The Inquisition and the Moriscos

   The Inquisition did not exclusively target Jewish conversos and
   Protestants. A third group suffered its rigors as well, although to a
   lesser degree. These were the moriscos, in other words, converts from
   Islam. The moriscos were concentrated above all in three zones: in the
   recently conquered kingdom of Granada, in Aragon, and in Valencia.
   Officially, all Muslims in Castile had been converted to Christianity
   in 1502; those in Aragon and Valencia were obliged to convert by
   Charles I's decree of 1526.

   Many moriscos maintained their religion in secret; although, in the
   early decades of the 16th century, an era of intense persecution of
   conversos of Jewish origin, they too were soon pursued by the
   Inquisition. There were various reasons for this: in the kingdoms of
   Valencia and Aragon, a large majority of the moriscos were under the
   jurisdiction of the nobility, persecution would have been viewed as a
   frontal assault on the economic interests of this powerful social
   class. In Granada, the principal problem was fear of rebellion in a
   particularly vulnerable region during an era when Ottoman Turks ruled
   the Mediterranean. As a result, the moriscos experienced a different
   policy, peaceful evangelization, a policy never followed with the
   Jewish converts.

   Nevertheless, in the second half of the century, late in the reign of
   Philip II, things changed. Between 1568 and 1570, the revolt of the
   Alpujarras occurred, a revolt that was suppressed with unusual
   harshness. In addition to secular penalties of execution and
   deportation of moriscos to other regions of Spain, as had previously
   occurred, the Inquisition intensified its attention to the moriscos.
   Beginning in 1570, in the tribunals of Zaragoza, Valencia and Granada,
   morisco cases became much more abundant. Beginning in the decade of
   1570, in Aragon and Valencia moriscos formed the majority of the trials
   of the Inquisition. In the tribunal of Granada itself, moriscos
   represented 82 percent of those accused between 1560 and 1571.
   Nevertheless, the moriscos did not experience the same harshness as
   Jewish ' conversos and Protestants, and the number of capital
   punishments was proportionally less.

   The permanent tension caused by the large population of Spanish
   moriscos forced the search for a more radical and definitive solution,
   and on the April 4, 1609, during the reign of Philip III, an expulsion
   order was decreed that would take place in stages, concluding in 1614,
   and during which hundreds of thousands would leave Spain. Many of those
   expelled were sincere Christians; all, of course, were baptised and
   were officially Christians. A small number of peninsular moriscos
   remained in Spain and, during the 17th century, the Inquisition pursued
   some trials against them of minor importance: according to Kamen,
   between 1615 and 1700, cases against moriscos constituted only 9
   percent of those judged by the Inquisition.

Other offenses

   Two old priests showing the application of torture under the
   supervision of the Inquisition.
   Enlarge
   Two old priests showing the application of torture under the
   supervision of the Inquisition.

   Although the Inquisition was created to halt the advance of heresy, it
   also occupied itself with a wide variety of offenses that only
   indirectly could be related to religious heterodoxy. Of a total of
   49,092 trials from the period 1560–1700 registered in the archive of
   the Suprema, appear the following: judaizantes (5,007); moriscos
   (11,311); Lutherans (3,499); alumbrados (149); superstitions (3,750);
   heretical propositions (14,319); bigamy (2,790); solicitation (1,241);
   offenses against the Holy Office of the Inquisition (3,954);
   miscellaneous (2,575).

   This data demonstrates that not only New Christians (conversos of
   Jewish or Islamic descent) and Protestants faced persecution, but also
   many Old Christians were targeted for various reasons.

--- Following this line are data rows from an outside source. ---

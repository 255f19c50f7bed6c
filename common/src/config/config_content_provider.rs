use std::io::ErrorKind;
use std::path::PathBuf;

pub trait ConfigContentProvider {
    /// `Ok(None)` when there is no stored config yet.
    fn get_config_content(&self) -> Result<Option<String>, String>;
    fn set_config_content(&self, content: &str) -> Result<(), String>;
}

pub struct FileContentConfigProvider {
    file_path: PathBuf,
}

impl FileContentConfigProvider {
    pub fn new(file_path: impl Into<PathBuf>) -> Self {
        Self { file_path: file_path.into() }
    }
}

impl ConfigContentProvider for FileContentConfigProvider {
    fn get_config_content(&self) -> Result<Option<String>, String> {
        match std::fs::read_to_string(&self.file_path) {
            Ok(content) => Ok(Some(content)),
            Err(err) if err.kind() == ErrorKind::NotFound => Ok(None),
            Err(err) => Err(format!(
                "Failed to read config file {}: {}",
                self.file_path.display(),
                err
            )),
        }
    }

    fn set_config_content(&self, content: &str) -> Result<(), String> {
        if let Some(parent) = self.file_path.parent().filter(|p| !p.as_os_str().is_empty()) {
            std::fs::create_dir_all(parent)
                .map_err(|e| format!("Failed to create config directory: {}", e))?;
        }
        std::fs::write(&self.file_path, content)
            .map_err(|e| format!("Failed to write config file {}: {}", self.file_path.display(), e))
    }
}
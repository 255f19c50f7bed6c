use serde::{Deserialize, Serialize};

use crate::games::sos::{PlayerBinding, Variant, DEFAULT_GRID_SIZE, MAX_GRID_SIZE, MIN_GRID_SIZE};
use super::Validate;

#[derive(Debug, PartialEq, Serialize, Deserialize, Clone, Default)]
#[serde(default)]
pub struct SosConfig {
    pub game: GameConfig,
    pub pacing: PacingConfig,
    pub saves: SaveConfig,
}

impl Validate for SosConfig {
    fn validate(&self) -> Result<(), String> {
        self.game.validate()?;
        self.pacing.validate()?;
        self.saves.validate()?;
        Ok(())
    }
}

#[derive(Debug, PartialEq, Serialize, Deserialize, Clone)]
#[serde(default)]
pub struct GameConfig {
    pub grid_size: u32,
    pub game_mode: String,
    pub red: PlayerConfig,
    pub blue: PlayerConfig,
    /// Fixed seed for the computer players; random when absent.
    pub seed: Option<u64>,
}

impl Validate for GameConfig {
    fn validate(&self) -> Result<(), String> {
        let size = self.grid_size as usize;
        if !(MIN_GRID_SIZE..=MAX_GRID_SIZE).contains(&size) {
            return Err(format!(
                "grid_size must be between {} and {}",
                MIN_GRID_SIZE, MAX_GRID_SIZE
            ));
        }
        self.game_mode
            .parse::<Variant>()
            .map_err(|e| e.to_string())?;
        self.red.validate().map_err(|e| format!("red: {}", e))?;
        self.blue.validate().map_err(|e| format!("blue: {}", e))?;
        Ok(())
    }
}

impl Default for GameConfig {
    fn default() -> Self {
        Self {
            grid_size: DEFAULT_GRID_SIZE as u32,
            game_mode: Variant::Simple.name().to_string(),
            red: PlayerConfig {
                kind: "Human".to_string(),
                symbol: "S".to_string(),
            },
            blue: PlayerConfig {
                kind: "Computer".to_string(),
                symbol: "O".to_string(),
            },
            seed: None,
        }
    }
}

#[derive(Debug, PartialEq, Serialize, Deserialize, Clone)]
pub struct PlayerConfig {
    /// "Human" or "Computer".
    pub kind: String,
    pub symbol: String,
}

impl Validate for PlayerConfig {
    fn validate(&self) -> Result<(), String> {
        PlayerBinding::try_from(self)
            .map(|_| ())
            .map_err(|e| e.to_string())
    }
}

#[derive(Debug, PartialEq, Serialize, Deserialize, Clone)]
#[serde(default)]
pub struct PacingConfig {
    pub autoplay_delay_ms: u64,
    pub replay_delay_ms: u64,
}

impl Validate for PacingConfig {
    fn validate(&self) -> Result<(), String> {
        if self.autoplay_delay_ms > 10_000 {
            return Err("autoplay_delay_ms must not exceed 10000".to_string());
        }
        if self.replay_delay_ms > 10_000 {
            return Err("replay_delay_ms must not exceed 10000".to_string());
        }
        Ok(())
    }
}

impl Default for PacingConfig {
    fn default() -> Self {
        Self {
            autoplay_delay_ms: 500,
            replay_delay_ms: 500,
        }
    }
}

#[derive(Debug, PartialEq, Serialize, Deserialize, Clone)]
#[serde(default)]
pub struct SaveConfig {
    pub enabled: bool,
    pub location: String,
    pub retry_attempts: u32,
    pub retry_backoff_ms: u64,
}

impl Validate for SaveConfig {
    fn validate(&self) -> Result<(), String> {
        if self.location.trim().is_empty() {
            return Err("save location must not be empty".to_string());
        }
        if self.retry_attempts == 0 {
            return Err("retry_attempts must be at least 1".to_string());
        }
        Ok(())
    }
}

impl Default for SaveConfig {
    fn default() -> Self {
        Self {
            enabled: true,
            location: "saves".to_string(),
            retry_attempts: 3,
            retry_backoff_ms: 200,
        }
    }
}
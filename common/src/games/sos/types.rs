use std::fmt;

use super::error::{MoveError, SetupError};

#[derive(Debug, Clone, Copy, PartialEq, Eq, Hash)]
pub enum Symbol {
    S,
    O,
}

impl Symbol {
    pub const ALL: [Symbol; 2] = [Symbol::S, Symbol::O];

    pub fn as_char(&self) -> char {
        match self {
            Symbol::S => 'S',
            Symbol::O => 'O',
        }
    }
}

impl TryFrom<char> for Symbol {
    type Error = MoveError;

    fn try_from(letter: char) -> Result<Self, Self::Error> {
        match letter {
            'S' => Ok(Symbol::S),
            'O' => Ok(Symbol::O),
            other => Err(MoveError::InvalidSymbol(other)),
        }
    }
}

impl std::str::FromStr for Symbol {
    type Err = SetupError;

    fn from_str(s: &str) -> Result<Self, Self::Err> {
        let mut chars = s.trim().chars();
        match (chars.next(), chars.next()) {
            (Some(letter), None) => {
                Symbol::try_from(letter).map_err(|_| SetupError::InvalidSymbol(s.to_string()))
            }
            _ => Err(SetupError::InvalidSymbol(s.to_string())),
        }
    }
}

impl fmt::Display for Symbol {
    fn fmt(&self, f: &mut fmt::Formatter<'_>) -> fmt::Result {
        write!(f, "{}", self.as_char())
    }
}

#[derive(Debug, Clone, Copy, PartialEq, Eq)]
pub enum Cell {
    Empty,
    Filled(Symbol),
}

impl Cell {
    pub fn symbol(&self) -> Option<Symbol> {
        match self {
            Cell::Empty => None,
            Cell::Filled(symbol) => Some(*symbol),
        }
    }
}

/// The two competing sides. Red always moves first.
#[derive(Debug, Clone, Copy, PartialEq, Eq, Hash)]
pub enum Side {
    Red,
    Blue,
}

impl Side {
    pub fn opponent(&self) -> Side {
        match self {
            Side::Red => Side::Blue,
            Side::Blue => Side::Red,
        }
    }

    pub fn name(&self) -> &'static str {
        match self {
            Side::Red => "Red",
            Side::Blue => "Blue",
        }
    }

    pub fn from_name(name: &str) -> Option<Side> {
        match name.trim() {
            "Red" => Some(Side::Red),
            "Blue" => Some(Side::Blue),
            _ => None,
        }
    }
}

impl fmt::Display for Side {
    fn fmt(&self, f: &mut fmt::Formatter<'_>) -> fmt::Result {
        write!(f, "{}", self.name())
    }
}

#[derive(Debug, Clone, Copy, PartialEq, Eq, Hash)]
pub enum Variant {
    Simple,
    General,
}

impl Variant {
    pub fn name(&self) -> &'static str {
        match self {
            Variant::Simple => "Simple",
            Variant::General => "General",
        }
    }
}

impl std::str::FromStr for Variant {
    type Err = SetupError;

    fn from_str(s: &str) -> Result<Self, Self::Err> {
        match s.trim() {
            "Simple" | "simple" => Ok(Variant::Simple),
            "General" | "general" => Ok(Variant::General),
            other => Err(SetupError::UnknownVariant(other.to_string())),
        }
    }
}

impl fmt::Display for Variant {
    fn fmt(&self, f: &mut fmt::Formatter<'_>) -> fmt::Result {
        write!(f, "{}", self.name())
    }
}

#[derive(Debug, Clone, Copy, PartialEq, Eq, Hash)]
pub struct Position {
    pub row: usize,
    pub col: usize,
}

impl Position {
    pub fn new(row: usize, col: usize) -> Self {
        Self { row, col }
    }
}

/// A placement chosen by a player, before a side is attached to it.
#[derive(Debug, Clone, Copy, PartialEq, Eq)]
pub struct Placement {
    pub row: usize,
    pub col: usize,
    pub symbol: Symbol,
}

impl Placement {
    pub fn new(row: usize, col: usize, symbol: Symbol) -> Self {
        Self { row, col, symbol }
    }
}

#[derive(Debug, Clone, Copy, PartialEq, Eq)]
pub struct Move {
    pub side: Side,
    pub row: usize,
    pub col: usize,
    pub symbol: Symbol,
}

impl Move {
    pub fn new(side: Side, row: usize, col: usize, symbol: Symbol) -> Self {
        Self { side, row, col, symbol }
    }
}

/// Outer cells of one scoring S-O-S triplet, tagged with the side that formed it.
#[derive(Debug, Clone, Copy, PartialEq, Eq)]
pub struct WinLine {
    pub start: Position,
    pub end: Position,
    pub side: Side,
}

impl WinLine {
    pub fn new(start: Position, end: Position, side: Side) -> Self {
        Self { start, end, side }
    }
}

   The category "superstitions" includes trials related to witchcraft. The
   witch-hunt in Spain had much less intensity than in other European
   countries (particularly France, England, and Germany). One remarkable
   case was the case of Logroño, in which the witches of Zugarramurdi in
   Navarre were persecuted. During the Auto de Fe that took place in
   Logroño on November 7 and November 8, 1610, 6 people were burned and
   another 5 burned in effigy. In general, nevertheless, the Inquisition
   maintained a skeptical attitude towards cases of witchcraft,
   considering it — in contrast to the Mediaeval Inquisitions — as a mere
   superstition without any basis. Alonso de Salazar Frias, who, after the
   trials of Logroño took the Edict of Faith to various parts of Navarre,
   noted in his report to the Suprema that, "There were no witches nor
   bewitched in the region after beginning to speak and write about them"

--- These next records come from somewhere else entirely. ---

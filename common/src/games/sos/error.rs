use super::types::Side;

#[derive(Debug, Clone, PartialEq, Eq)]
pub enum MoveError {
    OutOfBounds { row: usize, col: usize, size: usize },
    CellOccupied { row: usize, col: usize },
    InvalidSymbol(char),
    GameOver,
    NotHumanTurn(Side),
    WrongSide { expected: Side, found: Side },
}

impl std::fmt::Display for MoveError {
    fn fmt(&self, f: &mut std::fmt::Formatter<'_>) -> std::fmt::Result {
        match self {
            MoveError::OutOfBounds { row, col, size } => {
                write!(f, "Position ({}, {}) is outside the {}x{} board", row, col, size, size)
            }
            MoveError::CellOccupied { row, col } => {
                write!(f, "Cell ({}, {}) is already filled", row, col)
            }
            MoveError::InvalidSymbol(letter) => {
                write!(f, "Symbol must be 'S' or 'O', got {:?}", letter)
            }
            MoveError::GameOver => write!(f, "Game is already over"),
            MoveError::NotHumanTurn(side) => {
                write!(f, "{} is controlled by the computer", side)
            }
            MoveError::WrongSide { expected, found } => {
                write!(f, "Move belongs to {}, but {} is to move", found, expected)
            }
        }
    }
}

impl std::error::Error for MoveError {}

#[derive(Debug, Clone, PartialEq, Eq)]
pub enum SetupError {
    GridSizeOutOfRange { size: usize, min: usize, max: usize },
    UnknownVariant(String),
    InvalidSymbol(String),
    UnknownPlayerKind(String),
}

impl std::fmt::Display for SetupError {
    fn fmt(&self, f: &mut std::fmt::Formatter<'_>) -> std::fmt::Result {
        match self {
            SetupError::GridSizeOutOfRange { size, min, max } => {
                write!(f, "Board size must be between {} and {}, got {}", min, max, size)
            }
            SetupError::UnknownVariant(name) => {
                write!(f, "Unknown game mode {:?}, expected Simple or General", name)
            }
            SetupError::InvalidSymbol(value) => {
                write!(f, "Letter must be 'S' or 'O', got {:?}", value)
            }
            SetupError::UnknownPlayerKind(value) => {
                write!(f, "Unknown player kind {:?}, expected human or computer", value)
            }
        }
    }
}

impl std::error::Error for SetupError {}

#[derive(Debug, Clone, PartialEq, Eq)]
pub enum PlayerError {
    HumanInputRequired(Side),
    NoEmptyCell,
}

impl std::fmt::Display for PlayerError {
    fn fmt(&self, f: &mut std::fmt::Formatter<'_>) -> std::fmt::Result {
        match self {
            PlayerError::HumanInputRequired(side) => {
                write!(f, "{} is a human player, moves must be submitted by the UI", side)
            }
            PlayerError::NoEmptyCell => write!(f, "No empty cell left to play"),
        }
    }
}

impl std::error::Error for PlayerError {}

   Included under the rubric of heretical propositions were verbal
   offenses, from outright blasphemy to questionable statements regarding
   religious beliefs, from issues of sexual morality, to behaviour of the
   clergy. Many were brought to trial for affirming that simple
   fornication (sex without the explicit aim of procreation) was not a sin
   or for putting in doubt different aspects of Christian faith such as
   Transubstantiation or the virginity of Mary. Also, members of the
   clergy itself were on occasion accused of heretical propositions. These
   offenses were infrequently paired with severe penalties.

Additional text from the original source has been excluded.